No hay tratamiento disponible para la mayoría de estos trastornos. La suplementación con manosa alivia los síntomas en MPI-CDG en su mayor parte, aunque la fibrosis hepática puede persistir. La suplementación con fucosa ha tenido un efecto parcial en algunos pacientes con SLC35C1-CDG.

Historia

Los primeros pacientes CDG (hermanas gemelas) fueron descritos en 1980 por Jaeken et al. Sus principales características eran retraso psicomotor, atrofia cerebral y cerebelosa y niveles hormonales fluctuantes (p. ej.prolactina, FSH y GH). Durante los siguientes 15 años, se desconocía el defecto subyacente, pero dado que la transferrina de la proteína plasmática estaba subglucosilada (como se muestra en por ejemplo, enfoque isoeléctrico), el nuevo síndrome se denominó síndrome de glicoproteína deficiente en carbohidratos. (CDGS) Su "clásico" el fenotipo incluía retraso psicomotor, ataxia, estrabismo, anomalías (almohadillas grasas y pezones invertidos) y coagulopatía.

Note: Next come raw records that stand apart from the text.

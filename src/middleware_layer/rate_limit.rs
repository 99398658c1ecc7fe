use std::sync::Arc;

use axum::Router;
use tower_governor::{GovernorLayer, governor::GovernorConfigBuilder};

use crate::config::LoginRateLimit;

/// Wraps `router` in a per-IP burst limiter.
///
/// Keys on the peer address, so the router must be served with
/// `into_make_service_with_connect_info::<SocketAddr>()`.
pub fn limit_by_ip(router: Router, limit: LoginRateLimit) -> Router {
    let Some(config) = GovernorConfigBuilder::default()
        .per_second(limit.period_secs.max(1))
        .burst_size(limit.burst.max(1))
        .use_headers()
        .finish()
    else {
        tracing::error!("❌ Invalid login rate limit {:?}, limiter disabled", limit);
        return router;
    };

    tracing::info!(
        "✅ Login rate limit: burst {} / one every {}s",
        limit.burst,
        limit.period_secs
    );
    router.layer(GovernorLayer::new(Arc::new(config)))
}
use std::sync::Arc;
use std::time::Duration;

use async_trait::async_trait;
use chrono::Utc;
use reqwest::cookie::{CookieStore, Jar};
use reqwest::{Method, Url};
use serde_json::{Value, json};

use super::enrichment::{self, Enricher};
use super::error::ClientError;
use super::session::SessionManager;
use super::storage::LocalStore;
use crate::config::SessionExpiryRules;
use crate::handlers::proxy::{PLAYER_HEADER, VIN_HEADER};
use crate::models::charging::{ChargingStation, HistoryPage, parse_stations};
use crate::models::lenient::value_as_f64;
use crate::models::session::{SESSION_META_COOKIE, SessionMetadata};
use crate::models::telemetry::{
    AliasEntry, Enrichment, FullTelemetry, ResourceId, TelemetryReading, TelemetrySnapshot,
    alias_requests, core_request, parse_telemetry,
};
use crate::models::vehicle::{UserProfile, VehicleRecord, dedupe_vehicles};
use crate::services::vendor::USER_VEHICLE_PATH;
use crate::sync::source::{ChargingHistorySource, StationSource, TelemetrySource};

pub const TELEMETRY_PING_PATH: &str = "ccaraccessmgmt/api/v1/telemetry/app/ping";
pub const RAW_TELEMETRY_PATH: &str = "ccaraccessmgmt/api/v1/telemetry/list_resource";
pub const ALIAS_PATH: &str = "modelmgmt/api/v2/vehicle-model/mobile-app/vehicle/get-alias";
pub const STATION_SEARCH_PATH: &str = "ccarcharging/api/v1/stations/search";
pub const HISTORY_SEARCH_PATH: &str = "ccarcharging/api/v1/charging-sessions/search";

/// Alias catalog version every vehicle model is expected to have.
pub const FALLBACK_ALIAS_VERSION: &str = "1.0";
/// Search radius for nearby stations, in metres.
const STATION_RADIUS_M: u32 = 20_000;
/// Order statuses of finished charging sessions.
const FINISHED_ORDER_STATUSES: [u32; 3] = [3, 5, 7];

/// Settings for a [`VendorClient`].
#[derive(Clone, Debug)]
pub struct ClientOptions {
    /// Base URL of the gateway.
    pub gateway_url: String,
    pub default_region: String,
    pub expiry_rules: SessionExpiryRules,
    pub geocode_base: String,
    pub weather_base: String,
    pub lookup_timeout: Duration,
    /// Used for the local session record when the gateway's metadata cookie
    /// cannot be read.
    pub session_hours: i64,
    pub remember_days: i64,
}

impl ClientOptions {
    pub fn new(gateway_url: &str) -> Self {
        Self {
            gateway_url: gateway_url.to_string(),
            default_region: "vn".to_string(),
            expiry_rules: SessionExpiryRules::default(),
            geocode_base: enrichment::DEFAULT_GEOCODE_BASE.to_string(),
            weather_base: enrichment::DEFAULT_WEATHER_BASE.to_string(),
            lookup_timeout: enrichment::DEFAULT_LOOKUP_TIMEOUT,
            session_hours: 12,
            remember_days: 30,
        }
    }
}

/// Typed access to the vendor API through the gateway.
///
/// Credentials live in the gateway's HttpOnly cookies, held by this
/// client's cookie jar; the client itself only ever sees
/// [`SessionMetadata`].
pub struct VendorClient {
    http: reqwest::Client,
    jar: Arc<Jar>,
    gateway: Url,
    options: ClientOptions,
    session: SessionManager,
    enricher: Enricher,
}

fn proxy_path(vendor_path: &str) -> String {
    format!("api/proxy/{}", vendor_path)
}

/// Pulls the array of items out of `{data: [..]}` or `{data: {<key>: [..]}}`.
fn data_array<'a>(json: &'a Value, nested_key: &str) -> Option<&'a Vec<Value>> {
    let data = json.get("data")?;
    data.as_array()
        .or_else(|| data.get(nested_key).and_then(Value::as_array))
}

En 1994, se describió un nuevo fenotipo y se denominó CDGS-II. En 1995, Van Schaftingen y Jaeken demostraron que CDGS-I (ahora PMM2-CDG) estaba causado por la deficiencia de la enzima fosfomanomutasa. Esta enzima es responsable de la interconversión de manosa-6-fosfato y manosa-1-fosfato, y su deficiencia conduce a una escasez de GDP-manosa y dolicol (Dol)-manosa (Man), dos donantes necesarios para la síntesis de la Precursor de oligosacáridos ligados a lípidos de la glicosilación ligada a N.

En 1998, Niehues describió un nuevo síndrome CDG, MPI-CDG, causado por mutaciones en la enzima metabólicamente anterior a PMM2, la fosfomanosa isomerasa (PMI). También se describió una terapia funcional para MPI-CDG, manosa alimentaria.

Se incrementó la caracterización de nuevos defectos y se delinearon varios defectos nuevos de Tipo I y Tipo II.

En 2012, Need describió el primer caso de un trastorno congénito de desglicosilación, la deficiencia de NGLY1. Un estudio de 2014 de pacientes con deficiencia de NGLY1 encontró similitudes con los trastornos congénitos tradicionales de la glicosilación.